October 11, 2004

Report from E-Fest, Wellington 11-12 October

I'm attending e-Fest 2004 in Wellington. This is the third annual meeting of e-learning practioners, initiated by the ITPNZ e-learning forum and sponsored by the Open Polytechnic and Whitirea Community Polytechnic. Features keynotes this year are: Martin Dougimas - creator of Moodle; Sandy Britain - formerly of the University of Wales, Centre for Learning Technology, currently working at Gisborne Polytech; Wayne Mackintosh - Director of Centre for Flexible and Distance Learning, University of Auckland, and Marc Prensky - founder of Games2Train, specializing in the use of games to enhance learning. The following are some of my notes and observations of the first day of the conference:

Keynote Speech: Marc Prensky 'Overcoming our Digital Immigrant Accents'
Prensky started off with a somewhat surprising statistic: 50% of the world's population is under 25, followed by the question: how many teachers are under 25? Are we ready to teach today's learners? A few more stats followed: 10,000 hours of video games by age 21; 10,000 hours of cell-phone calls; 20,000 hours of tv; less than 5,000 hours reading books. The point of all this - learners are different; they make 'twitch speed' decisions, prefer random access to information rather than structured or linear access, are graphical, parallel processors, play oriented and connected. As 'digital natives' they do pretty much the same things the 'digital immigrants' do, just they do it differently. They are comfortable in collaborative environments and are no longer limited by thier teachers knowledge; in a fully networked society they have instant access to a vast body of knowledge outside of the classroom. These 'digital natives' already have a computer in their pocket. Why aren't we using them? (Cell phones, PDAs, wireless laptops). Prensky argues that what the new learning has to do is 'engage'. Learners want learning that is engaging. Motivation and engagement must come before content. How do we create engagement? Key ideas are from game design: focus on users engagement; frequent, important decision making; gameplay (decision making, pacing, complexity, feedback, adaptation.) We need to 'unlearn' instructional design which often "sucks the fun out."

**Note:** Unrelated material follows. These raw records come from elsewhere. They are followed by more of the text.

// ABOUTME: The AllTypes entity covering every MySQL column affinity the core supports
// ABOUTME: Used for exact round-trip checks of integers, decimals, bits, blobs, and temporals
//
// SPDX-License-Identifier: MIT OR Apache-2.0
// Copyright (c) 2025 Pierre Fitness Intelligence

use crate::schema::{Affinity, Entity, FieldDescriptor, Schema};
use std::sync::OnceLock;

/// Table name
pub const TABLE: &str = "AllTypes";

/// Labels of `enum_field`
pub const ENUM_LABELS: &[&str] = &["one", "two", "three"];
/// Members of `set_field`
pub const SET_MEMBERS: &[&str] = &["a", "b", "c"];

/// Every column, in declaration order
pub const FIELDS: [&str; 45] = [
    "id",
    "tiny_signed",
    "tiny_unsigned",
    "small_signed",
    "small_unsigned",
    "medium_signed",
    "medium_unsigned",
    "int_signed",
    "int_unsigned",
    "big_signed",
    "big_unsigned",
    "float_field",
    "double_field",
    "real_field",
    "decimal_field",
    "dec_field",
    "numeric_field",
    "fixed_field",
    "bit1",
    "bit8",
    "bit64",
    "bool_field",
    "boolean_field",
    "char_field",
    "varchar_field",
    "text_field",
    "tinytext_field",
    "mediumtext_field",
    "longtext_field",
    "enum_field",
    "set_field",
    "binary_field",
    "varbinary_field",
    "blob_field",
    "tinyblob_field",
    "mediumblob_field",
    "longblob_field",
    "date_field",
    "time_field",
    "year_field",
    "datetime_field",
    "timestamp_field",
    "uuid_field",
    "nullable_int",
    "nullable_blob",
];

/// One row of `AllTypes`; textual columns as `String`, bit/binary/blob columns as bytes
#[allow(missing_docs)]
#[derive(Debug, Clone, Default, PartialEq, Eq)]
pub struct AllTypes {
    pub id: String,
    pub tiny_signed: String,
    pub tiny_unsigned: String,
    pub small_signed: String,
    pub small_unsigned: String,
    pub medium_signed: String,
    pub medium_unsigned: String,
    pub int_signed: String,
    pub int_unsigned: String,
    pub big_signed: String,
    pub big_unsigned: String,
    pub float_field: String,
    pub double_field: String,
    pub real_field: String,
    pub decimal_field: String,
    pub dec_field: String,
    pub numeric_field: String,
    pub fixed_field: String,
    pub bit1: Vec<u8>,
    pub bit8: Vec<u8>,
    pub bit64: Vec<u8>,
    pub bool_field: String,
    pub boolean_field: String,
    pub char_field: String,
    pub varchar_field: String,
    pub text_field: String,
    pub tinytext_field: String,
    pub mediumtext_field: String,
    pub longtext_field: String,
    pub enum_field: String,
    pub set_field: String,
    pub binary_field: Vec<u8>,
    pub varbinary_field: Vec<u8>,
    pub blob_field: Vec<u8>,
    pub tinyblob_field: Vec<u8>,
    pub mediumblob_field: Vec<u8>,
    pub longblob_field: Vec<u8>,
    pub date_field: String,
    pub time_field: String,
    pub year_field: String,
    pub datetime_field: String,
    pub timestamp_field: String,
    pub uuid_field: String,
    pub nullable_int: String,
    pub nullable_blob: Vec<u8>,
}

macro_rules! text {
    ($field:ident, $affinity:expr) => {
        FieldDescriptor::text(
            stringify!($field),
            $affinity,
            |e: &AllTypes| &e.$field,
            |e: &mut AllTypes, v| e.$field = v,
        )
    };
}

macro_rules! bytes {
    ($field:ident, $affinity:expr) => {
        FieldDescriptor::bytes(
            stringify!($field),
            $affinity,
            |e: &AllTypes| &e.$field,
            |e: &mut AllTypes, v| e.$field = v,
        )
    };
}

const fn signed(bytes: u8) -> Affinity {
    Affinity::Integer {
        unsigned: false,
        bytes,
    }
}

const fn unsigned(bytes: u8) -> Affinity {
    Affinity::Integer {
        unsigned: true,
        bytes,
    }
}

const fn decimal(precision: u8, scale: u8) -> Affinity {
    Affinity::Decimal { precision, scale }
}

const DOUBLE: Affinity = Affinity::Float { single: false };

fn build_schema() -> Schema<AllTypes> {
    Schema::new(
        TABLE,
        "id",
        vec![
            text!(id, signed(4)),
            text!(tiny_signed, signed(1)),
            text!(tiny_unsigned, unsigned(1)),
            text!(small_signed, signed(2)),
            text!(small_unsigned, unsigned(2)),
            text!(medium_signed, signed(3)),
            text!(medium_unsigned, unsigned(3)),
            text!(int_signed, signed(4)),
            text!(int_unsigned, unsigned(4)),
            text!(big_signed, signed(8)),
            text!(big_unsigned, unsigned(8)),
            text!(float_field, Affinity::Float { single: true }),
            text!(double_field, DOUBLE),
            text!(real_field, DOUBLE),
            text!(decimal_field, decimal(20, 10)),
            text!(dec_field, decimal(10, 5)),
            text!(numeric_field, decimal(10, 7)),
            text!(fixed_field, decimal(10, 6)),
            bytes!(bit1, Affinity::Bit { bits: 1 }),
            bytes!(bit8, Affinity::Bit { bits: 8 }),
            bytes!(bit64, Affinity::Bit { bits: 64 }),
            text!(bool_field, Affinity::Boolean),
            text!(boolean_field, Affinity::Boolean),
            text!(char_field, Affinity::Char { length: 10 }),
            text!(varchar_field, Affinity::Text),
            text!(text_field, Affinity::Text),
            text!(tinytext_field, Affinity::Text),
            text!(mediumtext_field, Affinity::Text),
            text!(longtext_field, Affinity::Text),
            text!(enum_field, Affinity::Enum { labels: ENUM_LABELS }),
            text!(set_field, Affinity::Set { members: SET_MEMBERS }),
            bytes!(binary_field, Affinity::Binary { length: 16 }),
            bytes!(varbinary_field, Affinity::Blob),
            bytes!(blob_field, Affinity::Blob),
            bytes!(tinyblob_field, Affinity::Blob),
            bytes!(mediumblob_field, Affinity::Blob),
            bytes!(longblob_field, Affinity::Blob),
            text!(date_field, Affinity::Date),
            text!(time_field, Affinity::Time { precision: 0 }),
            text!(year_field, Affinity::Year),
            text!(datetime_field, Affinity::DateTime { precision: 6 }),
            text!(timestamp_field, Affinity::Timestamp { precision: 0 }),
            text!(uuid_field, Affinity::Identifier),
            text!(nullable_int, signed(4)),
            bytes!(nullable_blob, Affinity::Blob),
        ],
    )
}

impl Entity for AllTypes {
    fn schema() -> &'static Schema<Self> {
        static SCHEMA: OnceLock<Schema<AllTypes>> = OnceLock::new();
        SCHEMA.get_or_init(build_schema)
    }
}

I'm going to Prensky's workshop on Wednesday so will have more later next week. More can be found at http://www.marcprensky.com or http://www.socialimpactgames.com

Attended 2 Concurrent Sessions after talk by Kaye Turner outlining Govt. vision re: elearning. She repeated the usual stuff. Then ...

"Three Years In The Forge - Open Source E-Learning Systems at the Christchurch College of Education" by Glenn Davies. Glen spoke about his experience developing the Open Source Interact system for the Christchurch College of Education. Followed agile programming philosophy of releasing working software early and often regardless of documentation; allowed him to make almost weekly changes incorporating users requests. I asked him about his experience Open Sourcing the project; he said that the mistakes they made were; 1) should have released earlier; and 2) had the wrong name - ie, hard to find in searches. Interact looks quite nice and can act as a organizational intranet as well as a simple LMS.

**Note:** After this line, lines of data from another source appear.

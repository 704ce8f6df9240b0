use std::collections::BTreeMap;
use std::fmt;

use super::model::CustomerRecord;

/// Per-location means over a subset.
#[derive(Debug, Clone, PartialEq)]
pub struct LocationAggregate {
    pub location: String,
    pub count: usize,
    pub avg_satisfaction: f64,
    pub avg_feedback: f64,
}

/// The two metrics plotted per location.
#[derive(Debug, Clone, Copy, PartialEq, Eq, Hash)]
pub enum Metric {
    AvgSatisfaction,
    AvgFeedback,
}

impl Metric {
    pub const ALL: [Metric; 2] = [Metric::AvgSatisfaction, Metric::AvgFeedback];

    /// Tag used in the tidy form.
    pub fn tag(&self) -> &'static str {
        match self {
            Metric::AvgSatisfaction => "avg_satisfaction",
            Metric::AvgFeedback => "avg_feedback",
        }
    }

    /// Legend label.
    pub fn label(&self) -> &'static str {
        match self {
            Metric::AvgSatisfaction => "Avg Satisfaction Score",
            Metric::AvgFeedback => "Avg Feedback Score",
        }
    }

    fn value(&self, agg: &LocationAggregate) -> f64 {
        match self {
            Metric::AvgSatisfaction => agg.avg_satisfaction,
            Metric::AvgFeedback => agg.avg_feedback,
        }
    }
}

impl fmt::Display for Metric {
    fn fmt(&self, f: &mut fmt::Formatter<'_>) -> fmt::Result {
        f.write_str(self.tag())
    }
}

/// One `(location, metric, value)` row of the long form.
#[derive(Debug, Clone, PartialEq)]
pub struct MetricRow {
    pub location: String,
    pub metric: Metric,
    pub value: f64,
}

/// Group `subset` by location and average both scores.
///
/// Only locations present in `subset` appear; output is sorted by location.
pub fn aggregate_by_location(subset: &[&CustomerRecord]) -> Vec<LocationAggregate> {
    // location -> (count, satisfaction sum, feedback sum)
    let mut groups: BTreeMap<&str, (usize, f64, f64)> = BTreeMap::new();
    for rec in subset {
        let entry = groups.entry(rec.location.as_str()).or_insert((0, 0.0, 0.0));
        entry.0 += 1;
        entry.1 += rec.satisfaction_score;
        entry.2 += rec.feedback_score;
    }

    groups
        .into_iter()
        .map(|(location, (count, sat_sum, fb_sum))| LocationAggregate {
            location: location.to_string(),
            count,
            avg_satisfaction: sat_sum / count as f64,
            avg_feedback: fb_sum / count as f64,
        })
        .collect()
}

/// Reshape aggregates into long form: every `avg_satisfaction` row first,
/// then every `avg_feedback` row, each block in aggregate order.
pub fn melt(aggregates: &[LocationAggregate]) -> Vec<MetricRow> {
    Metric::ALL
        .iter()
        .flat_map(|metric| {
            aggregates.iter().map(move |agg| MetricRow {
                location: agg.location.clone(),
                metric: *metric,
                value: metric.value(agg),
            })
        })
        .collect()
}

#[cfg(test)]
mod tests {
    use std::collections::BTreeSet;

    use super::*;
    use crate::data::filter::filter;
    use crate::data::model::tests::record;

    fn with_feedback(mut rec: CustomerRecord, feedback: f64) -> CustomerRecord {
        rec.feedback_score = feedback;
        rec
    }

    #[test]
    fn filter_then_aggregate_example() {
        let rows = vec![record(25, "NY", 4.0), record(40, "NY", 2.0), record(30, "LA", 5.0)];
        let locations: BTreeSet<String> = ["NY", "LA"].iter().map(|s| s.to_string()).collect();
        let subset = filter(&rows, 20, 35, &locations);

        let aggs = aggregate_by_location(&subset);

        assert_eq!(aggs.len(), 2);
        assert_eq!(aggs[0].location, "LA");
        assert_eq!(aggs[0].avg_satisfaction, 5.0);
        assert_eq!(aggs[1].location, "NY");
        assert_eq!(aggs[1].avg_satisfaction, 4.0);
        assert_eq!(aggs[1].count, 1);
    }

    #[test]
    fn aggregate_keys_are_exactly_the_selected_locations() {
        let rows = vec![
            record(20, "A", 1.0),
            record(21, "C", 9.0),
            record(22, "B", 3.0),
            record(23, "C", 8.0),
            record(24, "A", 5.0),
        ];
        let locations: BTreeSet<String> = ["A", "B"].iter().map(|s| s.to_string()).collect();
        let subset = filter(&rows, 0, 100, &locations);

        let aggs = aggregate_by_location(&subset);

        let keys: Vec<&str> = aggs.iter().map(|a| a.location.as_str()).collect();
        assert_eq!(keys, vec!["A", "B"]);
        assert_eq!(aggs[0].avg_satisfaction, 3.0);
        assert_eq!(aggs[1].count, 1);
    }

    #[test]
    fn means_are_arithmetic_per_location() {
        let rows = vec![
            with_feedback(record(20, "A", 1.0), 2.0),
            with_feedback(record(21, "B", 10.0), 5.0),
            with_feedback(record(22, "A", 4.0), 3.0),
            with_feedback(record(23, "A", 7.0), 4.0),
        ];
        let subset: Vec<&CustomerRecord> = rows.iter().collect();

        let aggs = aggregate_by_location(&subset);

        assert_eq!(
            aggs,
            vec![
                LocationAggregate {
                    location: "A".into(),
                    count: 3,
                    avg_satisfaction: 4.0,
                    avg_feedback: 3.0,
                },
                LocationAggregate {
                    location: "B".into(),
                    count: 1,
                    avg_satisfaction: 10.0,
                    avg_feedback: 5.0,
                },
            ]
        );
    }

    #[test]
    fn empty_subset_has_no_aggregates() {
        assert!(aggregate_by_location(&[]).is_empty());
        assert!(melt(&[]).is_empty());
    }

    #[test]
    fn melt_emits_two_rows_per_location_grouped_by_metric() {
        let rows = vec![
            with_feedback(record(30, "Rural", 6.0), 2.0),
            with_feedback(record(31, "Urban", 8.0), 4.0),
        ];
        let subset: Vec<&CustomerRecord> = rows.iter().collect();

        let tidy = melt(&aggregate_by_location(&subset));

        let shape: Vec<(&str, &str, f64)> = tidy
            .iter()
            .map(|r| (r.location.as_str(), r.metric.tag(), r.value))
            .collect();
        assert_eq!(
            shape,
            vec![
                ("Rural", "avg_satisfaction", 6.0),
                ("Urban", "avg_satisfaction", 8.0),
                ("Rural", "avg_feedback", 2.0),
                ("Urban", "avg_feedback", 4.0),
            ]
        );
    }
}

I then attended a presentation by Thom Cochrane from UNITEC where he demoed some incredible 'learning objects' that he'd created using Quicktime to teach audio engineering. I didn't know that Quicktime was much more than a movie platform/player but Thom has created some incredibly interactive objects using the medium.

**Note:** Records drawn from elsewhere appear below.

// ---------------------------------------------------------------------------
// CSV loader
// ---------------------------------------------------------------------------

fn load_csv(path: &Path) -> Result<Vec<CustomerRecord>> {
    let mut reader = csv::Reader::from_path(path).context("opening CSV")?;
    let headers: Vec<String> = reader
        .headers()
        .context("reading CSV headers")?
        .iter()
        .map(|h| h.trim().to_string())
        .collect();
    check_columns(|col| headers.iter().any(|h| h == col))?;
    reader.set_headers(csv::StringRecord::from(headers.clone()));

    let mut records = Vec::new();
    for (row_no, result) in reader.deserialize::<RawRecord>().enumerate() {
        let raw = result.map_err(|e| csv_value_error(&headers, row_no + 1, e))?;
        records.push(raw.into_record(row_no + 1)?);
    }
    Ok(records)
}

fn csv_value_error(headers: &[String], row: usize, err: csv::Error) -> DataError {
    let column = match err.kind() {
        csv::ErrorKind::Deserialize { err, .. } => err
            .field()
            .and_then(|i| headers.get(i as usize))
            .cloned(),
        _ => None,
    };
    DataError::InvalidValue {
        row,
        column: column.unwrap_or_else(|| "?".to_string()),
        message: err.to_string(),
    }
}

// ---------------------------------------------------------------------------
// JSON loader
// ---------------------------------------------------------------------------

/// Expected JSON schema (records-oriented, `df.to_json(orient='records')`):
///
/// ```json
/// [
///   { "Age": 31, "Location": "Urban", "Satisfaction_Score": 7, ... },
///   ...
/// ]
/// ```
fn load_json(path: &Path) -> Result<Vec<CustomerRecord>> {
    let text = std::fs::read_to_string(path).context("reading JSON file")?;
    let root: JsonValue = serde_json::from_str(&text).context("parsing JSON")?;

    let rows = root
        .as_array()
        .context("Expected top-level JSON array")?;

    let mut records = Vec::with_capacity(rows.len());
    for (i, row) in rows.iter().enumerate() {
        let obj = row
            .as_object()
            .with_context(|| format!("Row {i} is not a JSON object"))?;
        check_columns(|col| obj.contains_key(col))?;

        let raw: RawRecord = serde_json::from_value(row.clone())
            .map_err(|e| json_value_error(obj, i + 1, e))?;
        records.push(raw.into_record(i + 1)?);
    }
    Ok(records)
}

/// Name the first required column whose value does not fit its field type.
fn json_value_error(
    obj: &serde_json::Map<String, JsonValue>,
    row: usize,
    err: serde_json::Error,
) -> DataError {
    let fits = |col: &str, value: &JsonValue| match col {
        "Age" | "Products_Purchased" | "Products_Viewed" => {
            serde_json::from_value::<u32>(value.clone()).is_ok()
        }
        "Location" | "Retention_Status" => value.is_string(),
        _ => value.is_number(),
    };
    let column = REQUIRED_COLUMNS
        .into_iter()
        .find(|col| obj.get(*col).is_some_and(|v| !fits(*col, v)))
        .unwrap_or("?");
    DataError::InvalidValue {
        row,
        column: column.to_string(),
        message: err.to_string(),
    }
}

// ---------------------------------------------------------------------------
// Parquet loader
// ---------------------------------------------------------------------------

/// Load a Parquet file with one flat column per field.
///
/// Integer columns may be Int32/Int64/UInt32/UInt64, numeric columns any
/// 32/64-bit integer or float type, categorical columns Utf8/LargeUtf8.
fn load_parquet(path: &Path) -> Result<Vec<CustomerRecord>> {
    let file = std::fs::File::open(path).context("opening parquet file")?;
    let builder = ParquetRecordBatchReaderBuilder::try_new(file)
        .context("reading parquet metadata")?;
    let reader = builder.build().context("building parquet reader")?;

    let mut records = Vec::new();

    for batch_result in reader {
        let batch = batch_result.context("reading parquet record batch")?;
        let schema = batch.schema();
        check_columns(|col| schema.index_of(col).is_ok())?;

        let age = batch_column(&batch, "Age")?;
        let location = batch_column(&batch, "Location")?;
        let satisfaction = batch_column(&batch, "Satisfaction_Score")?;
        let feedback = batch_column(&batch, "Feedback_Score")?;
        let time_spent = batch_column(&batch, "Time_Spent_on_Site")?;
        let purchased = batch_column(&batch, "Products_Purchased")?;
        let viewed = batch_column(&batch, "Products_Viewed")?;
        let status = batch_column(&batch, "Retention_Status")?;

        for row in 0..batch.num_rows() {
            let row_no = records.len() + 1;
            let raw = RawRecord {
                age: cell(cell_u32(age, row), row_no, "Age")?,
                location: cell(cell_str(location, row), row_no, "Location")?,
                satisfaction_score: cell(
                    cell_f64(satisfaction, row),
                    row_no,
                    "Satisfaction_Score",
                )?,
                feedback_score: cell(cell_f64(feedback, row), row_no, "Feedback_Score")?,
                time_spent_on_site: cell(
                    cell_f64(time_spent, row),
                    row_no,
                    "Time_Spent_on_Site",
                )?,
                products_purchased: cell(
                    cell_u32(purchased, row),
                    row_no,
                    "Products_Purchased",
                )?,
                products_viewed: cell(cell_u32(viewed, row), row_no, "Products_Viewed")?,
                retention_status: cell(cell_str(status, row), row_no, "Retention_Status")?,
            };
            records.push(raw.into_record(row_no)?);
        }
    }

    Ok(records)
}

// -- Parquet / Arrow helpers --

fn batch_column<'b>(batch: &'b RecordBatch, name: &str) -> Result<&'b ArrayRef> {
    let idx = batch.schema().index_of(name)?;
    Ok(batch.column(idx))
}

fn cell<T>(value: Option<T>, row: usize, column: &str) -> Result<T, DataError> {
    value.ok_or_else(|| DataError::InvalidValue {
        row,
        column: column.to_string(),
        message: "null or unsupported column type".to_string(),
    })
}

fn cell_u32(col: &ArrayRef, row: usize) -> Option<u32> {
    if col.is_null(row) {
        return None;
    }
    match col.data_type() {
        DataType::Int32 => u32::try_from(col.as_primitive::<Int32Type>().value(row)).ok(),
        DataType::Int64 => u32::try_from(col.as_primitive::<Int64Type>().value(row)).ok(),
        DataType::UInt32 => Some(col.as_primitive::<UInt32Type>().value(row)),
        DataType::UInt64 => u32::try_from(col.as_primitive::<UInt64Type>().value(row)).ok(),
        _ => None,
    }
}

fn cell_f64(col: &ArrayRef, row: usize) -> Option<f64> {
    if col.is_null(row) {
        return None;
    }
    match col.data_type() {
        DataType::Float64 => Some(col.as_primitive::<Float64Type>().value(row)),
        DataType::Float32 => Some(col.as_primitive::<Float32Type>().value(row) as f64),
        DataType::Int64 => Some(col.as_primitive::<Int64Type>().value(row) as f64),
        DataType::Int32 => Some(col.as_primitive::<Int32Type>().value(row) as f64),
        DataType::UInt64 => Some(col.as_primitive::<UInt64Type>().value(row) as f64),
        DataType::UInt32 => Some(col.as_primitive::<UInt32Type>().value(row) as f64),
        _ => None,
    }
}

fn cell_str(col: &ArrayRef, row: usize) -> Option<String> {
    if col.is_null(row) {
        return None;
    }
    match col.data_type() {
        DataType::Utf8 => Some(col.as_string::<i32>().value(row).to_string()),
        DataType::LargeUtf8 => Some(col.as_string::<i64>().value(row).to_string()),
        _ => None,
    }
}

This was followed by Elizabeth Valentine doing a presentation on mLearning (mobile learning). Elizabeth spoke really fast about the coming ubiquity of sophisticated mobile devices; phones, PDAs, wireless notebooks, etc... Such devices are accepted as more thatn just phones by young people; some societies claim 90% saturation rate of cell-phones. Many lessons from eLearning will work in mLearning. She urged the audience to think laterally about the potential to enrich the learning experience. Rich multimedia is capable in these small space formats and can engage learners in compelling and pedagogically sound ways. URLS: http://cc.oulu.fi/~jlaru/mlearning/
http://www.m-learning.org/
http://www.raft-project.net/

Kenote Speaker: Sandy Britain
"Managing Complexity: Some Challenges in the Creation of Effective e-Learning Environments and Educational Experiences"
Sandy, who recently visited the CFDL, spoke about his experience in the field of Cybernetics: the study of complex systems. Highly complex systems such as found in universities require creative management solutions. Technology is used as a way of mediating this complexity by either amplifiying or attenuating. eLearning will not be fully realized if it continues to mimic the organizational devices of face-to-face teaching in a digital environment. I didn't take any notes during this speech so am not really doing Sandy's speech justice here; it was a really interesting and complicated talk though and I hope to learn more through further engagement with Sandy's writings/work.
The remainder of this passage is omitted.